Hungarian-American socialite and actress (1917–2016)

Zsa Zsa Gabor (Note: /ˌʒɑːʒɑː ˈgɑːbɔr, - gəˈbɔr/ ZHAH-zhah-_-GAH-bor-,_-_-gə-BOR, /hu/) (born Sári Gábor; (Note: /hu/) February 6, 1917 – December 18, 2016) was a Hungarian and American socialite and actress. Her sisters were socialite Magda Gabor and actress and businesswoman Eva Gabor.

Gabor competed in the 1933 Miss Hungary pageant, where she placed as second runner-up. She began her stage career in Vienna the following year. Gabor emigrated from Hungary to the United States in 1941 and became a sought-after actress with "European flair and style". Her first film role was a supporting role in Lovely to Look At, released in 1952. The same year, she appeared in We're Not Married! and in her most famous film, Moulin Rouge. Gabor appeared in more than 70 movies, and her acting career continued into the 1990s.

Outside of her career, Gabor was famous for her glamour, her extravagant Hollywood lifestyle, and her series of marriages. Gabor had nine husbands, including hotel magnate Conrad Hilton and actor George Sanders.

==Early life and family==
Zsa Zsa Gabor was born Sári Gábor on February 6, 1917, (Note: Gabor subtracted as much as 11 years off her birthdate when filling out official documents, including her driver's license and passport applications. Her true age was exposed in November 1989, when former boarding school classmate Elizabeth Nussbaum alerted the press. To fix the chronology of Gabor's pre-fame life, biographer Sam Staggs said he had to conduct "an investigation as vast as that of the Watergate scandal.") in Budapest, Hungary, then part of the Austro-Hungarian Empire. The middle of three daughters, her parents were Jolie (née Janszieka Tillemann, 1896–1997) and Vilmos Gábor (né Grün, 1881–1962). Jolie owned a jewelry shop in Budapest, while Vilmos was a Royal Hungarian Army officer. Her parents were both Jewish.

Gabor was named after Sári Fedák, a Hungarian actress. Gabor was called Zsa Zsa because, as a little girl, she couldn't pronounce her own name.

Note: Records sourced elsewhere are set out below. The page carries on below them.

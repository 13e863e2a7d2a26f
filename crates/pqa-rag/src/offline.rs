//! Rule-based offline answering
//!
//! Used when no chat backend is configured. Deterministic and conservative:
//! it only answers revenue-style questions whose value is literally present
//! in the context, and refuses everything else.

use regex::Regex;
use std::sync::LazyLock;

/// Fixed refusal string returned whenever the context cannot answer
pub const NOT_ENOUGH: &str = "Não tenho informações necessárias para responder sua pergunta.";

// Known limitation, kept on purpose: the optional preposition group can make
// the entity capture land on "da"/"de" itself for questions like "qual o
// faturamento da EmpresaX?". The matching behavior is part of the contract.
static ENTITY_PATTERN: LazyLock<Regex> = LazyLock::new(|| {
    Regex::new(r"(?i)faturamento.*?(?:empresa|da|de)?\s*([A-Za-z0-9_.\-]+)")
        .expect("static entity pattern")
});

// ex.: R$ 10.000.000,00
static CURRENCY_PATTERN: LazyLock<Regex> =
    LazyLock::new(|| Regex::new(r"R\$\s?[\d.,]+").expect("static currency pattern"));

const OUT_OF_CONTEXT_EXAMPLES: [&str; 3] = [
    "capital da frança",
    "quantos clientes temos em 2024",
    "você acha isso bom ou ruim",
];

/// Answer `question` using only literal evidence from `context`.
///
/// Never fails; malformed input degrades to the refusal string.
pub fn offline_answer(context: &str, question: &str) -> String {
    if context.trim().is_empty() {
        return NOT_ENOUGH.to_string();
    }

    let question_lower = question.to_lowercase();

    if question_lower.contains("faturamento") {
        let entity = ENTITY_PATTERN
            .captures(question)
            .and_then(|captures| captures.get(1))
            .map(|m| m.as_str().to_lowercase());

        let lines: Vec<&str> = context
            .lines()
            .map(str::trim)
            .filter(|line| !line.is_empty())
            .collect();

        // prefer lines mentioning the extracted entity
        if let Some(entity) = &entity {
            for line in &lines {
                if line.to_lowercase().contains(entity) {
                    if let Some(m) = CURRENCY_PATTERN.find(line) {
                        return revenue_sentence(m.as_str());
                    }
                }
            }
        }

        // otherwise any monetary value in the context, first line wins
        for line in &lines {
            if let Some(m) = CURRENCY_PATTERN.find(line) {
                return revenue_sentence(m.as_str());
            }
        }

        return NOT_ENOUGH.to_string();
    }

    if OUT_OF_CONTEXT_EXAMPLES
        .iter()
        .any(|example| question_lower.contains(example))
    {
        return NOT_ENOUGH.to_string();
    }

    // conservative default: no generic keyword matching
    NOT_ENOUGH.to_string()
}

/// Render the matched currency value with exactly one space after "R$"
fn revenue_sentence(value: &str) -> String {
    let amount = value.trim_start_matches("R$").trim_start();
    format!("O faturamento foi de R$ {amount}.")
}

#[cfg(test)]
mod tests {
    use super::*;

    #[test]
    fn empty_context_refuses() {
        assert_eq!(offline_answer("", "Qual o faturamento da EmpresaX?"), NOT_ENOUGH);
        assert_eq!(offline_answer("   \n ", "qualquer pergunta"), NOT_ENOUGH);
    }

    #[test]
    fn revenue_with_entity_returns_the_matching_line_value() {
        let context = "Faturamento da EmpresaX: R$ 10.000.000,00";
        let question = "Qual o faturamento da EmpresaX?";
        assert_eq!(
            offline_answer(context, question),
            "O faturamento foi de R$ 10.000.000,00."
        );
    }

    #[test]
    fn revenue_prefers_entity_line_over_earlier_values() {
        let context = "Despesas gerais: R$ 5.000,00\nFaturamento da EmpresaX: R$ 10.000.000,00";
        let question = "Qual o faturamento da EmpresaX?";
        assert_eq!(
            offline_answer(context, question),
            "O faturamento foi de R$ 10.000.000,00."
        );
    }

    #[test]
    fn revenue_without_entity_takes_the_first_currency_match() {
        let context = "Receita consolidada: R$ 2.500,00\nOutro valor: R$ 9,99";
        let question = "Qual foi o faturamento?";
        assert_eq!(
            offline_answer(context, question),
            "O faturamento foi de R$ 2.500,00."
        );
    }

    #[test]
    fn currency_without_space_is_normalized_to_one_space() {
        let context = "Faturamento da EmpresaX: R$10.000,00";
        let question = "Qual o faturamento da EmpresaX?";
        assert_eq!(
            offline_answer(context, question),
            "O faturamento foi de R$ 10.000,00."
        );
    }

    #[test]
    fn revenue_question_without_any_value_refuses() {
        assert_eq!(
            offline_answer("Nenhum valor aqui.", "Qual o faturamento?"),
            NOT_ENOUGH
        );
    }

    #[test]
    fn known_out_of_context_questions_refuse() {
        let context = "Faturamento da EmpresaX: R$ 10.000.000,00";
        assert_eq!(
            offline_answer(context, "Qual é a capital da França?"),
            NOT_ENOUGH
        );
        assert_eq!(
            offline_answer(context, "Quantos clientes temos em 2024?"),
            NOT_ENOUGH
        );
        assert_eq!(
            offline_answer(context, "Você acha isso bom ou ruim?"),
            NOT_ENOUGH
        );
    }

    #[test]
    fn anything_else_refuses_by_default() {
        let context = "A sede fica em São Paulo.";
        assert_eq!(offline_answer(context, "Onde fica a sede?"), NOT_ENOUGH);
    }

    #[test]
    fn answers_are_idempotent() {
        let context = "Faturamento da EmpresaX: R$ 10.000.000,00";
        let question = "Qual o faturamento da EmpresaX?";
        assert_eq!(
            offline_answer(context, question),
            offline_answer(context, question)
        );
    }

    #[test]
    fn entity_capture_keeps_the_preposition_quirk() {
        // "da" is captured as the entity; any line containing "da" plus a
        // value satisfies the match, which is the preserved behavior
        let context = "Receita da filial: R$ 7,00";
        let question = "Qual o faturamento da EmpresaY?";
        assert_eq!(
            offline_answer(context, question),
            "O faturamento foi de R$ 7,00."
        );
    }
}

In 1941, Gabor left Hungary for the United States. During a layover at Eppley Airfield in Omaha, Nebraska en route to Hollywood, she made headlines by telling the Associated Press that she had danced with Adolf Hitler twice. (Note: Providing belated clarification, Gabor told The Washington Post in 1988 that it was actually Josip Broz Tito she danced with, not Hitler. "Somehow, a Yugoslavian communist dictator and a Nazi tyrant occupy the same mental pigeonhole," commented the interviewer, Henry Allen.) On July 8, 1944, aided by Gabor's then-husband, Conrad Hilton, Gabor's parents fled Budapest during the Nazi invasion and occupation of Hungary. (Note: Attributed to multiple citations:) In 1949, she received American citizenship.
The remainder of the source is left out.